*** Opening of PROVIDED ENTRIES ***

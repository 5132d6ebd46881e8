#![allow(dead_code)]

use std::{fs, path::PathBuf, sync::Arc};

use tempfile::TempDir;
use vellum::{
    application::{
        reload::Reloader,
        render::{RenderPipeline, TemplateStore},
        repos::ContentSource,
    },
    cache::PageCache,
    domain::{prerender::DistinctQuery, site::SiteDefinition},
    infra::memory::StaticContentSource,
};

pub const POST_ID: &str = "1700000000000";

pub const BLOG_TEMPLATES: &[(&str, &str)] = &[
    (
        "layout.html",
        "<html>{% block body %}{% endblock %}{% if user %}<i>{{ user.id }}</i>{% endif %}</html>",
    ),
    (
        "page.html",
        "{% extends 'layout.html' %}{% block body %}index={{ index }} tag={{ currtag }} post={{ post }} single={{ 'true' if single else 'false' }}{% endblock %}",
    ),
    ("raw.html", "raw {{ post }}"),
    (
        "editor.html",
        "editor {{ content }}{% if user %} by {{ user.id }}{% endif %}",
    ),
    ("admin.html", "admin{% if user %} {{ user.id }}{% endif %}"),
    ("rss.xml", "<rss><channel>{{ mime }}</channel></rss>"),
    ("404.html", "nothing here"),
];

/// A blog site rooted in a scratch directory.
pub struct Fixture {
    pub dir: TempDir,
    pub reloader: Arc<Reloader>,
}

impl Fixture {
    pub async fn blog() -> Self {
        Self::with_source(blog_source()).await
    }

    pub async fn with_source<S: ContentSource + 'static>(source: S) -> Self {
        let site = SiteDefinition::blog().expect("blog site");
        Self::build(site, BLOG_TEMPLATES, Arc::new(source)).await
    }

    pub async fn build(
        site: SiteDefinition,
        templates: &[(&str, &str)],
        source: Arc<dyn ContentSource>,
    ) -> Self {
        let dir = TempDir::new().expect("temp dir");
        let template_dir = dir.path().join("templates");
        fs::create_dir_all(&template_dir).expect("template dir");
        for (name, body) in templates {
            fs::write(template_dir.join(name), body).expect("write template");
        }

        let store = Arc::new(TemplateStore::new(&template_dir));
        store.compile_all().await.expect("templates compile");

        let cache = PageCache::new(dir.path().join("render"));
        let pipeline = RenderPipeline::new(Arc::new(site), store, cache);

        Self {
            dir,
            reloader: Arc::new(Reloader::new(pipeline, source)),
        }
    }

    pub fn pipeline(&self) -> &RenderPipeline {
        self.reloader.pipeline()
    }

    pub fn cache(&self) -> &PageCache {
        self.pipeline().cache()
    }

    pub fn template_path(&self, name: &str) -> PathBuf {
        self.dir.path().join("templates").join(name)
    }

    pub fn cache_dir(&self) -> PathBuf {
        self.dir.path().join("render")
    }

    pub fn write_template(&self, name: &str, body: &str) {
        fs::write(self.template_path(name), body).expect("write template");
    }

    /// Every cache file with its contents, sorted by name.
    pub fn cache_contents(&self) -> Vec<(String, Vec<u8>)> {
        let Ok(entries) = fs::read_dir(self.cache_dir()) else {
            return Vec::new();
        };
        let mut files: Vec<_> = entries
            .map(|entry| entry.expect("dir entry"))
            .filter(|entry| entry.file_type().map(|ty| ty.is_file()).unwrap_or(false))
            .map(|entry| {
                let name = entry.file_name().to_string_lossy().into_owned();
                let body = fs::read(entry.path()).expect("read cache file");
                (name, body)
            })
            .filter(|(name, _)| name.starts_with('@'))
            .collect();
        files.sort();
        files
    }
}

pub fn blog_source() -> StaticContentSource {
    StaticContentSource::new()
        .with_values(DistinctQuery::tags(), ["rust", "notes"])
        .with_values(DistinctQuery::post_ids(true), [POST_ID])
}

*** Close of PROVIDED ENTRIES ***

§ EXERCISE REQUIREMENTS: Using the records above, find and show each line with the string "user".

§ EXERCISE RESPONSE:
        "<html>{% block body %}{% endblock %}{% if user %}<i>{{ user.id }}</i>{% endif %}</html>",
        "editor {{ content }}{% if user %} by {{ user.id }}{% endif %}",
    ("admin.html", "admin{% if user %} {{ user.id }}{% endif %}"),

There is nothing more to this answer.